Sergei Babayan e Daniil Trifonov, linea di continuità. Insieme hanno interpretato Rachmaninov al festival svizzero
di Luca Chierici foto © Nicolas Brodard
DEVE ESSERE UNA BELLA SODDISFAZIONE per un docente e concertista affermato come Sergei Babayan condividere un recital con il proprio migliore allievo, Daniil Trifonov, che ha alle spalle il successo procuratogli dagli allori conseguiti al Concorso Chopin, al Čajkovskij, al Rubinstein. È successo quindi che il concerto del 25 luglio scorso alla Salle des Combins di Verbier si sia rivelato una duplice occasione per ascoltare maestro e allievo nella prima parte, con le due Suites per due pianoforti di Rachmaninov e i temibili 12 Studi trascendentali di Liszt affidati al giovane Trifonov nella seconda.

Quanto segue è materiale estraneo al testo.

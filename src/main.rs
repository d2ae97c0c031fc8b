mod cli;

use clap::Parser;
use cli::Cli;
use ssh_port_forwarder::utils::logger;

#[tokio::main]
async fn main() -> anyhow::Result<()> {
    let cli = Cli::parse();

    match &cli.log_level {
        Some(level) => logger::init_with_level(level),
        None => logger::init(),
    }

    tracing::info!("SSH Port Forwarder - Starting...");

    let code = cli::run(cli).await?;
    if !code.is_success() {
        std::process::exit(code.as_i32());
    }

    Ok(())
}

Le Suites contengono pagine che si possono collocare nella categoria del salotto di altissimo livello in quanto a contenuti espressivi ma possono anche essere considerate degli studi di spazialità sonora, che creano fantastiche miscele timbriche ed effetti stereofonici o tridimensionali che si potrebbero pensare ottenuti tramite complesse tecniche di sintesi propri di una tecnologia a noi assai più vicina nel tempo. Babayan e Trifonov ne hanno cesellato tutti i particolari, estendendo addirittura le preziosità timbriche grazie all’utilizzo di due strumenti diversi, uno Steinway e un Bösendorfer (che sono stati invertiti di posizione tra una Suite e l’altra per permettere ai due pianisti di scambiarsi le parti di primo e secondo mantenendo lo stesso strumento sotto le proprie dita). Un grande applauso da parte del pubblico ha accolto queste esecuzioni, mentre i due solisti si abbracciavano con affetto.

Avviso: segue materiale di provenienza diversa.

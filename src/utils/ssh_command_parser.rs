use crate::models::{ForwardRequest, LocalForwarding};
use crate::utils::error::{ForwardError, Result};
use std::path::PathBuf;

/// An OpenSSH command line reduced to what one local forwarding run needs
#[derive(Debug, Clone, PartialEq, Eq)]
pub struct ParsedCommand {
    pub host: String,
    pub port: u16,
    pub username: String,
    pub forwarding: LocalForwarding,
    /// `-i` private key path; the caller reads the key material
    pub identity_file: Option<PathBuf>,
}

impl ParsedCommand {
    /// Build a request without credentials
    pub fn into_request(self) -> ForwardRequest {
        ForwardRequest::new(self.host, self.username, self.forwarding).with_port(self.port)
    }
}

/// Parse OpenSSH style arguments into a forwarding run
///
/// Supports commands like:
/// - `ssh -L 13306:10.0.0.5:3306 user@jump.example.com`
/// - `ssh -N -p 2222 -i ~/.ssh/id_ed25519 -L 0.0.0.0:22222:10.0.0.5:3389 admin@gw`
/// - `ssh -L [::1]:8080:[fd00::5]:80 user@host`
pub struct SshCommandParser;

impl SshCommandParser {
    /// Parse a full SSH command string
    pub fn parse_command(command: &str) -> Result<ParsedCommand> {
        let parts: Vec<&str> = command.split_whitespace().collect();

        if parts.is_empty() || parts[0] != "ssh" {
            return Err(ForwardError::ConfigError(
                "Command must start with 'ssh'".to_string(),
            ));
        }

        Self::parse_args(&parts[1..])
    }

    /// Parse SSH command arguments
    pub fn parse_args(args: &[&str]) -> Result<ParsedCommand> {
        let mut forwarding: Option<LocalForwarding> = None;
        let mut username = String::new();
        let mut host = String::new();
        let mut port = 22u16;
        let mut identity_file: Option<PathBuf> = None;

        let mut i = 0;
        while i < args.len() {
            let arg = args[i];

            match arg {
                "-L" => {
                    let value = Self::option_value(args, &mut i, "-L")?;
                    if forwarding.is_some() {
                        return Err(ForwardError::ConfigError(
                            "Only one -L forwarding is supported per run".to_string(),
                        ));
                    }
                    forwarding = Some(Self::parse_local_forward(value)?);
                }
                "-R" | "-D" => {
                    return Err(ForwardError::ConfigError(format!(
                        "{} forwarding is not supported, use -L",
                        arg
                    )));
                }
                "-p" => {
                    let value = Self::option_value(args, &mut i, "-p")?;
                    port = value
                        .parse()
                        .map_err(|_| ForwardError::ConfigError(format!("Invalid port: {}", value)))?;
                }
                "-i" => {
                    let value = Self::option_value(args, &mut i, "-i")?;
                    identity_file = Some(PathBuf::from(value));
                }
                "-l" => {
                    username = Self::option_value(args, &mut i, "-l")?.to_string();
                }
                "-o" => {
                    let value = Self::option_value(args, &mut i, "-o")?;
                    tracing::warn!("Ignoring ssh option: {}", value);
                }
                // Flags that don't change local forwarding
                "-N" | "-f" | "-C" | "-q" | "-T" | "-v" | "-vv" | "-vvv" => {}
                arg if arg.starts_with('-') => {
                    tracing::warn!("Ignoring unknown option: {}", arg);
                }
                arg if arg.contains('@') => {
                    let (user, host_part) = arg.rsplit_once('@').unwrap_or(("", arg));
                    if user.is_empty() || host_part.is_empty() {
                        return Err(ForwardError::ConfigError(format!(
                            "Invalid user@host format: {}",
                            arg
                        )));
                    }
                    username = user.to_string();
                    host = host_part.to_string();
                }
                arg => {
                    if host.is_empty() {
                        host = arg.to_string();
                    }
                }
            }

            i += 1;
        }

        if host.is_empty() {
            return Err(ForwardError::ConfigError("Host is required".to_string()));
        }

        let forwarding = forwarding.ok_or_else(|| {
            ForwardError::ConfigError("A -L [bind:]port:host:hostport forwarding is required".to_string())
        })?;

        // Default username to current user or "root"
        if username.is_empty() {
            username = std::env::var("USER")
                .or_else(|_| std::env::var("USERNAME"))
                .unwrap_or_else(|_| "root".to_string());
        }

        Ok(ParsedCommand {
            host,
            port,
            username,
            forwarding,
            identity_file,
        })
    }

    fn option_value<'a>(args: &[&'a str], i: &mut usize, flag: &str) -> Result<&'a str> {
        *i += 1;
        args.get(*i)
            .copied()
            .ok_or_else(|| ForwardError::ConfigError(format!("{} requires an argument", flag)))
    }

    /// Parse `[bind_address:]port:host:hostport`; IPv6 parts go in brackets
    pub fn parse_local_forward(arg: &str) -> Result<LocalForwarding> {
        let parts = split_forward_spec(arg)
            .ok_or_else(|| ForwardError::ConfigError(format!("Invalid local forward format: {}", arg)))?;

        let parse_port = |value: &str, what: &str| -> Result<u16> {
            value
                .parse()
                .map_err(|_| ForwardError::ConfigError(format!("Invalid {} port: {}", what, value)))
        };

        match parts.as_slice() {
            [local_port, remote_host, remote_port] => Ok(LocalForwarding::new(
                parse_port(local_port, "local")?,
                remote_host.clone(),
                parse_port(remote_port, "remote")?,
            )),
            [bind_address, local_port, remote_host, remote_port] => Ok(LocalForwarding::new(
                parse_port(local_port, "local")?,
                remote_host.clone(),
                parse_port(remote_port, "remote")?,
            )
            .with_bind_address(bind_address.clone())),
            _ => Err(ForwardError::ConfigError(format!(
                "Invalid local forward format: {}",
                arg
            ))),
        }
    }

    /// Render a parsed command back into an equivalent SSH command
    pub fn to_command(parsed: &ParsedCommand) -> String {
        let mut cmd = String::from("ssh -N");

        if parsed.port != 22 {
            cmd.push_str(&format!(" -p {}", parsed.port));
        }

        if let Some(path) = &parsed.identity_file {
            cmd.push_str(&format!(" -i {}", path.display()));
        }

        let fwd = &parsed.forwarding;
        cmd.push_str(&format!(
            " -L {}:{}:{}:{}",
            bracket(&fwd.bind_address),
            fwd.local_port,
            bracket(&fwd.remote_host),
            fwd.remote_port
        ));

        cmd.push_str(&format!(" {}@{}", parsed.username, parsed.host));
        cmd
    }
}

/// Split on ':' outside `[...]`, dropping the brackets
fn split_forward_spec(spec: &str) -> Option<Vec<String>> {
    let mut parts = Vec::new();
    let mut current = String::new();
    let mut in_brackets = false;

    for c in spec.chars() {
        match c {
            '[' if !in_brackets && current.is_empty() => in_brackets = true,
            ']' if in_brackets => in_brackets = false,
            ':' if !in_brackets => parts.push(std::mem::take(&mut current)),
            c => current.push(c),
        }
    }
    if in_brackets {
        return None;
    }
    parts.push(current);

    if parts.iter().any(|p| p.is_empty()) {
        return None;
    }
    Some(parts)
}

fn bracket(host: &str) -> String {
    if host.contains(':') {
        format!("[{}]", host)
    } else {
        host.to_string()
    }
}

Di Daniil Trifonov ci siamo già occupati due volte sul Corriere Musicale, in occasione del suo debutto milanese nel 2012 e per un suo recital molto azzeccato, sempre a Verbier, lo scorso anno. Avevamo in sintesi notato in lui un virtuosismo straordinario unito a una non eccessiva preoccupazione della pulizia, dell’errore tecnico, uniti però sempre a un eccellente controllo del suono. Queste caratteristiche non hanno visto una evoluzione in senso positivo per quanto riguarda il puro lato tecnico – molte erano le note false in un testo che però si presta anche a una lettura precipitata e fondata sull’azzardo – ma il salto di qualità nell’approfondimento interpretativo si è percepito chiaramente e lascia ben pensare in un proseguimento di carriera che ci permetterà di ascoltare un pianista sempre più interessante e comunicativo. Certo gli Studi trascendentali di Liszt non sono più oggi una novità assoluta in concerto. Lo erano negli anni Settanta, quando si rimaneva di sasso ascoltandoli da Lazar Berman, o in disco da Cziffra e dal vecchio Arrau che in tarda età ne aveva dato una lettura di impressionante profondità. Poi venne un periodo in cui i Trascendentali divennero pane quotidiano per molti virtuosi come Campanella, Swann, Dalberto, Freddy Kempf, Cappello, Ovcinnikov, Restani e venivano proposti in ogni stagione concertistica con frequenza fin troppo ravvicinata. Ci si rese conto, allora, come la loro definizione esigesse un virtuosismo davvero straordinario (che pochi giovani strumentisti erano in grado di esibire) e che assai di rado vi era qualcuno capace di dominare alla perfezione tutti i problemi tecnici peculiari di ciascun elemento. Trifonov si è gettato a capofitto su questi testi così problematici e ne è uscito vincitore soprattutto in alcuni casi (i nn. 5, 8, 10, 12) mentre Mazeppa non era ad esempio all’altezza della fama del pianista.
L’apparato tecnologico della Salle des Combins si è quest’anno arricchito di una serie di schermi ad alta risoluzione posti ai lati del palcoscenico, che permettono a tutti gli spettatori di visualizzare i solisti così come accadrebbe nel caso di una trasmissione televisiva. Il risultato è molto interessante e va perfezionato solamente per quanto riguarda la non perfetta sincronia tra l’immagine reale e quella che arriva allo schermo. L’ascolto dal vivo del suono e la possibilità di godere della visione delle mani o dei primi piani del viso costituiscono un abbinamento ideale e hanno permesso anche di constatare come l’aspetto di Daniil Trifonov sia cambiato con la crescita di una barbetta che lo rende assai simile a un ritratto del giovane Alkan: una somiglianza sicuramente di buon auspicio.